Records drawn from a dataset:
//! TOML configuration file parsing.
//!
//! Defines the structure of the configuration file with serde.

use std::collections::BTreeMap;
use std::fmt;
use std::path::Path;

use serde::Deserialize;

use super::ConfigError;

/// Root configuration structure from TOML file.
///
/// All fields are optional to allow partial configuration
/// that can be merged with CLI arguments.
#[derive(Debug, Default, Deserialize)]
#[serde(deny_unknown_fields)]
pub struct TomlConfig {
    /// Device selection
    #[serde(default)]
    pub device: DeviceSection,

    /// Reconciliation mode flags
    #[serde(default)]
    pub mode: ModeSection,

    /// Requested register values, keyed by register name
    #[serde(default)]
    pub registers: BTreeMap<String, RegisterValue>,
}

/// Device selection section.
#[derive(Debug, Default, Deserialize)]
#[serde(deny_unknown_fields)]
pub struct DeviceSection {
    /// TPM device node
    pub path: Option<String>,

    /// JSON register image used instead of a TPM
    pub image: Option<String>,
}

/// Mode flags section.
#[derive(Debug, Default, Deserialize)]
#[serde(deny_unknown_fields)]
pub struct ModeSection {
    /// Write the required preset values
    #[serde(default)]
    pub prequired: bool,

    /// Read-modify-write with the `[registers]` values
    #[serde(default, rename = "override")]
    pub use_override: bool,
}

/// A register value as written in the file: an integer or a hex string.
#[derive(Debug, Clone, PartialEq, Eq, Deserialize)]
#[serde(untagged)]
pub enum RegisterValue {
    /// Integer value, e.g. `AltCfg = 7`
    Integer(i64),
    /// Hex string, e.g. `AltCfg = "0x07"`
    Text(String),
}

impl fmt::Display for RegisterValue {
    fn fmt(&self, f: &mut fmt::Formatter<'_>) -> fmt::Result {
        match self {
            Self::Integer(v) => write!(f, "{v}"),
            Self::Text(s) => write!(f, "{s}"),
        }
    }
}

impl TomlConfig {
    /// Loads configuration from a TOML file.
    ///
    /// # Errors
    ///
    /// Returns an error if the file cannot be read or parsed.
    pub fn load(path: &Path) -> Result<Self, ConfigError> {
        let content = std::fs::read_to_string(path).map_err(|e| ConfigError::FileRead {
            path: path.to_path_buf(),
            source: e,
        })?;

        Self::parse(&content)
    }

    /// Parses configuration from a TOML string.
    ///
    /// # Errors
    ///
    /// Returns an error if the TOML is invalid.
    pub fn parse(content: &str) -> Result<Self, ConfigError> {
        toml::from_str(content).map_err(ConfigError::from)
    }
}

/// Generates a default configuration file with comments.
#[must_use]
pub fn default_config_template() -> String {
    r#"# NTC2-PRECONFIG Configuration File
#
# WARNING: these registers configure the TPM bus interface. A wrong value
# can make the TPM unreachable. Fixed registers are checked before writing.

[device]
# TPM device node (default: /dev/tpmrm0)
# path = "/dev/tpmrm0"

# JSON register image to use instead of a TPM (for staging and testing)
# image = "registers.json"

[mode]
# Write the required preset values; no [registers] values allowed
# prequired = false

# Read-modify-write: read the device, apply [registers], validate, write
# override = false

[registers]
# Values to set in override mode, as hex strings or integers.
# Note: a CLI --set for the same register wins over the value here.
# Settable: i2cLoc1_2 i2cLoc3_4 AltCfg Direction PullUp PushPull
#           CFG_A CFG_B CFG_C CFG_D CFG_E CFG_F CFG_G CFG_H CFG_I CFG_J IsValid
# Fixed (must keep their required value): Direction PullUp PushPull CFG_F CFG_I CFG_J IsValid
# AltCfg = "0x03"
# CFG_A = "0xfe"
"#
    .to_string()
}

> _Work required_: Write out, please, only the lines from the one with "CFG_H CFG_I CFG_J IsValid" through the last line above, both included and unchanged.

> _Problem solution_:
#           CFG_A CFG_B CFG_C CFG_D CFG_E CFG_F CFG_G CFG_H CFG_I CFG_J IsValid
# Fixed (must keep their required value): Direction PullUp PushPull CFG_F CFG_I CFG_J IsValid
# AltCfg = "0x03"
# CFG_A = "0xfe"
"#
    .to_string()
}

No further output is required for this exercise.